Revlon, the popular cosmetics company, is reportedly set to launch a refinancing plan with the help of a $1.8 billion debt package from lenders. This news comes amidst objections from some of Revlon’s lenders, who claim that the company violated the terms of its debt agreements last year. However, Revlon contends that no default occurred because the asset transfer was allowed under the debt documents pertaining to its American Crew brand’s intellectual property.

Despite these objections, Revlon managed to secure the majority of votes from lenders required to approve the debt refinancing before the Friday deadline. Concurrently, the company has been working on relaunching the Revlon brand in China, as it initially exited the Chinese market back in 2014.
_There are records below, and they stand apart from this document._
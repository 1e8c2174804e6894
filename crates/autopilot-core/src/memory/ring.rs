use std::collections::VecDeque;

/// Fixed-capacity buffer. Pushing past capacity evicts the oldest entry in
/// O(1) and counts the eviction.
#[derive(Debug, Clone)]
pub struct RingBuffer<T> {
    items: VecDeque<T>,
    capacity: usize,
    evicted: u64,
}

impl<T> RingBuffer<T> {
    /// A capacity of 0 is treated as 1.
    pub fn new(capacity: usize) -> Self {
        let capacity = capacity.max(1);
        Self {
            items: VecDeque::with_capacity(capacity.min(1024)),
            capacity,
            evicted: 0,
        }
    }

    /// Append, returning the evicted entry if the buffer was full.
    pub fn push(&mut self, item: T) -> Option<T> {
        let evicted = if self.items.len() == self.capacity {
            self.evicted += 1;
            self.items.pop_front()
        } else {
            None
        };
        self.items.push_back(item);
        evicted
    }

    /// Oldest first.
    pub fn iter(&self) -> impl DoubleEndedIterator<Item = &T> + ExactSizeIterator {
        self.items.iter()
    }

    /// Most recent first.
    pub fn iter_recent(&self) -> impl Iterator<Item = &T> {
        self.items.iter().rev()
    }

    pub fn latest(&self) -> Option<&T> {
        self.items.back()
    }

    /// Keep only entries matching `keep`. Returns how many were removed.
    /// Removals here are not counted as evictions.
    pub fn retain(&mut self, keep: impl FnMut(&T) -> bool) -> usize {
        let before = self.items.len();
        self.items.retain(keep);
        before - self.items.len()
    }

    pub fn len(&self) -> usize {
        self.items.len()
    }

    pub fn is_empty(&self) -> bool {
        self.items.is_empty()
    }

    pub fn capacity(&self) -> usize {
        self.capacity
    }

    pub fn evicted(&self) -> u64 {
        self.evicted
    }
}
Revlon has been grappling with challenges in attracting younger customers and competing with industry giants like L’Oreal and Estee Lauder. Its sales have witnessed a decline for at least five consecutive quarters, and preliminary fourth-quarter revenue figures stood at $699.4 million, falling well below market estimates of $755.4 million. Additionally, as of December 31, 2019, Revlon had accrued long-term debt amounting to $2.91 billion.
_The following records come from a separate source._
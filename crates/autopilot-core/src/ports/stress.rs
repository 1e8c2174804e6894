//! StressProbe port - システムのストレス水準

use parking_lot::RwLock;

use crate::domain::StressLevel;

/// StressProbe は再優先度付けに使うストレス水準を報告
pub trait StressProbe: Send + Sync {
    fn stress_level(&self) -> StressLevel;
}

/// ManualStressProbe は手で水準を設定する probe（運用者・テスト・CLI デモ用）
#[derive(Debug, Default)]
pub struct ManualStressProbe {
    level: RwLock<StressLevel>,
}

impl ManualStressProbe {
    pub fn new(level: StressLevel) -> Self {
        Self {
            level: RwLock::new(level),
        }
    }

    pub fn set(&self, level: StressLevel) {
        *self.level.write() = level;
    }
}

impl StressProbe for ManualStressProbe {
    fn stress_level(&self) -> StressLevel {
        *self.level.read()
    }
}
In an effort to improve profitability, Revlon’s parent company recently announced its expectation to save up to $230 million per year by the end of 2022. This would involve mainly cutting nearly 1,000 positions. The company is also exploring various options with Goldman Sachs.

Moreover, Revlon has entered into an agreement with Jefferies Finance LLC for $850 million in new finance. This will allow for the repayment of senior loans due in February 2021, along with a 2019 term loan.

With the launch of this refinancing plan, Revlon is aiming to address its financial challenges and enhance its standing in the highly competitive cosmetics industry. The success of this plan will be pivotal in determining the company’s future growth and profitability.